Records to use section start
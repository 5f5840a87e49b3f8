//! cmdharness CLI - run one command under the harness
//! Exit code follows the LTP convention: 0 (TPASS) or 2 (TBROK)

use std::ffi::OsString;
use std::path::PathBuf;
use std::process::ExitCode;
use std::sync::Arc;

use anyhow::{Context, Result};
use clap::{Parser, ValueEnum};
use colored::Colorize;
use serde::Serialize;
use tracing::info;
use tracing_subscriber::{fmt, layer::SubscriberExt, util::SubscriberInitExt, EnvFilter};

use cmdharness_core::application::constants::TPASS;
use cmdharness_core::{CommandRunner, RunError, RunnerConfig};
use cmdharness_infra_system::{StdProcessSpawner, TracingReporter};

const LOG_FORMAT_ENV: &str = "CMDHARNESS_LOG_FORMAT";
const DEFAULT_LOG_FILTER: &str = "cmdharness=info";

#[derive(Parser)]
#[command(name = "cmdharness")]
#[command(about = "Run a command, fail with TBROK unless it exits 0", long_about = None)]
#[command(version)]
struct Cli {
    /// Append the command's stdout to this file
    #[arg(long, env = "CMDHARNESS_STDOUT")]
    stdout: Option<PathBuf>,

    /// Append the command's stderr to this file
    #[arg(long, env = "CMDHARNESS_STDERR")]
    stderr: Option<PathBuf>,

    /// Result line format
    #[arg(long, value_enum, default_value_t = OutputFormat::Text)]
    format: OutputFormat,

    /// Program followed by its arguments
    #[arg(trailing_var_arg = true, allow_hyphen_values = true)]
    command: Vec<OsString>,
}

#[derive(Clone, Copy, Debug, PartialEq, Eq, ValueEnum)]
enum OutputFormat {
    Text,
    Json,
}

/// Outcome of one run, printed on stdout
#[derive(Debug, Serialize)]
struct RunSummary {
    status: &'static str,
    code: i32,
    command: String,
    error: Option<String>,
    warnings: usize,
}

impl RunSummary {
    fn new(command: &[OsString], result: &Result<(), RunError>, warnings: usize) -> Self {
        let command = command
            .iter()
            .map(|arg| arg.to_string_lossy())
            .collect::<Vec<_>>()
            .join(" ");

        match result {
            Ok(()) => Self {
                status: "TPASS",
                code: TPASS,
                command,
                error: None,
                warnings,
            },
            Err(e) => Self {
                status: "TBROK",
                code: e.result_code(),
                command,
                error: Some(e.to_string()),
                warnings,
            },
        }
    }

    fn exit_code(&self) -> ExitCode {
        ExitCode::from(u8::try_from(self.code).unwrap_or(u8::MAX))
    }
}

fn init_logging() -> Result<()> {
    // Pretty by default; JSON for machine consumption
    let log_format = std::env::var(LOG_FORMAT_ENV).unwrap_or_else(|_| "pretty".to_string());

    let env_filter = EnvFilter::try_from_default_env()
        .or_else(|_| EnvFilter::try_new(DEFAULT_LOG_FILTER))
        .context("Failed to create env filter")?;

    // Logs go to stderr; stdout carries the result line (and inherited child output)
    match log_format.as_str() {
        "json" => tracing_subscriber::registry()
            .with(env_filter)
            .with(fmt::layer().json().with_writer(std::io::stderr))
            .try_init(),
        _ => tracing_subscriber::registry()
            .with(env_filter)
            .with(fmt::layer().pretty().with_writer(std::io::stderr))
            .try_init(),
    }
    .context("Failed to install tracing subscriber")
}

fn print_summary(summary: &RunSummary, format: OutputFormat) -> Result<()> {
    match format {
        OutputFormat::Json => {
            let line = serde_json::to_string(summary).context("Failed to encode summary")?;
            println!("{}", line);
        }
        OutputFormat::Text => {
            let status = if summary.code == TPASS {
                summary.status.green().bold()
            } else {
                summary.status.red().bold()
            };
            match &summary.error {
                Some(error) => println!("{} {}: {}", status, summary.command, error),
                None => println!("{} {}", status, summary.command),
            }
        }
    }
    Ok(())
}

fn main() -> Result<ExitCode> {
    let cli = Cli::parse();
    init_logging()?;

    info!("cmdharness v{} starting", cmdharness_core::VERSION);

    let config = RunnerConfig::from_env();
    let reporter = Arc::new(TracingReporter::new());
    let runner = CommandRunner::with_config(
        Arc::new(StdProcessSpawner::new()),
        reporter.clone(),
        config,
    );

    let result = runner.run_cmd(
        None,
        &cli.command,
        cli.stdout.as_deref(),
        cli.stderr.as_deref(),
    );

    let summary = RunSummary::new(&cli.command, &result, reporter.warning_count());
    print_summary(&summary, cli.format)?;

    Ok(summary.exit_code())
}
Records to use section end
● Prompt: Write the records again exactly as they stand.

● Result:
repository 5f5840a87e49b3f8
//! cmdharness CLI - run one command under the harness
//! Exit code follows the LTP convention: 0 (TPASS) or 2 (TBROK)

use std::ffi::OsString;
use std::path::PathBuf;
use std::process::ExitCode;
use std::sync::Arc;

use anyhow::{Context, Result};
use clap::{Parser, ValueEnum};
use colored::Colorize;
use serde::Serialize;
use tracing::info;
use tracing_subscriber::{fmt, layer::SubscriberExt, util::SubscriberInitExt, EnvFilter};

use cmdharness_core::application::constants::TPASS;
use cmdharness_core::{CommandRunner, RunError, RunnerConfig};
use cmdharness_infra_system::{StdProcessSpawner, TracingReporter};

const LOG_FORMAT_ENV: &str = "CMDHARNESS_LOG_FORMAT";
const DEFAULT_LOG_FILTER: &str = "cmdharness=info";

#[derive(Parser)]
#[command(name = "cmdharness")]
#[command(about = "Run a command, fail with TBROK unless it exits 0", long_about = None)]
#[command(version)]
struct Cli {
    /// Append the command's stdout to this file
    #[arg(long, env = "CMDHARNESS_STDOUT")]
    stdout: Option<PathBuf>,

    /// Append the command's stderr to this file
    #[arg(long, env = "CMDHARNESS_STDERR")]
    stderr: Option<PathBuf>,

    /// Result line format
    #[arg(long, value_enum, default_value_t = OutputFormat::Text)]
    format: OutputFormat,

    /// Program followed by its arguments
    #[arg(trailing_var_arg = true, allow_hyphen_values = true)]
    command: Vec<OsString>,
}

#[derive(Clone, Copy, Debug, PartialEq, Eq, ValueEnum)]
enum OutputFormat {
    Text,
    Json,
}

/// Outcome of one run, printed on stdout
#[derive(Debug, Serialize)]
struct RunSummary {
    status: &'static str,
    code: i32,
    command: String,
    error: Option<String>,
    warnings: usize,
}

impl RunSummary {
    fn new(command: &[OsString], result: &Result<(), RunError>, warnings: usize) -> Self {
        let command = command
            .iter()
            .map(|arg| arg.to_string_lossy())
            .collect::<Vec<_>>()
            .join(" ");

        match result {
            Ok(()) => Self {
                status: "TPASS",
                code: TPASS,
                command,
                error: None,
                warnings,
            },
            Err(e) => Self {
                status: "TBROK",
                code: e.result_code(),
                command,
                error: Some(e.to_string()),
                warnings,
            },
        }
    }

    fn exit_code(&self) -> ExitCode {
        ExitCode::from(u8::try_from(self.code).unwrap_or(u8::MAX))
    }
}

fn init_logging() -> Result<()> {
    // Pretty by default; JSON for machine consumption
    let log_format = std::env::var(LOG_FORMAT_ENV).unwrap_or_else(|_| "pretty".to_string());

    let env_filter = EnvFilter::try_from_default_env()
        .or_else(|_| EnvFilter::try_new(DEFAULT_LOG_FILTER))
        .context("Failed to create env filter")?;

    // Logs go to stderr; stdout carries the result line (and inherited child output)
    match log_format.as_str() {
        "json" => tracing_subscriber::registry()
            .with(env_filter)
            .with(fmt::layer().json().with_writer(std::io::stderr))
            .try_init(),
        _ => tracing_subscriber::registry()
            .with(env_filter)
            .with(fmt::layer().pretty().with_writer(std::io::stderr))
            .try_init(),
    }
    .context("Failed to install tracing subscriber")
}

fn print_summary(summary: &RunSummary, format: OutputFormat) -> Result<()> {
    match format {
        OutputFormat::Json => {
            let line = serde_json::to_string(summary).context("Failed to encode summary")?;
            println!("{}", line);
        }
        OutputFormat::Text => {
            let status = if summary.code == TPASS {
                summary.status.green().bold()
            } else {
                summary.status.red().bold()
            };
            match &summary.error {
                Some(error) => println!("{} {}: {}", status, summary.command, error),
                None => println!("{} {}", status, summary.command),
            }
        }
    }
    Ok(())
}

fn main() -> Result<ExitCode> {
    let cli = Cli::parse();
    init_logging()?;

    info!("cmdharness v{} starting", cmdharness_core::VERSION);

    let config = RunnerConfig::from_env();
    let reporter = Arc::new(TracingReporter::new());
    let runner = CommandRunner::with_config(
        Arc::new(StdProcessSpawner::new()),
        reporter.clone(),
        config,
    );

    let result = runner.run_cmd(
        None,
        &cli.command,
        cli.stdout.as_deref(),
        cli.stderr.as_deref(),
    );

    let summary = RunSummary::new(&cli.command, &result, reporter.warning_count());
    print_summary(&summary, cli.format)?;

    Ok(summary.exit_code())
}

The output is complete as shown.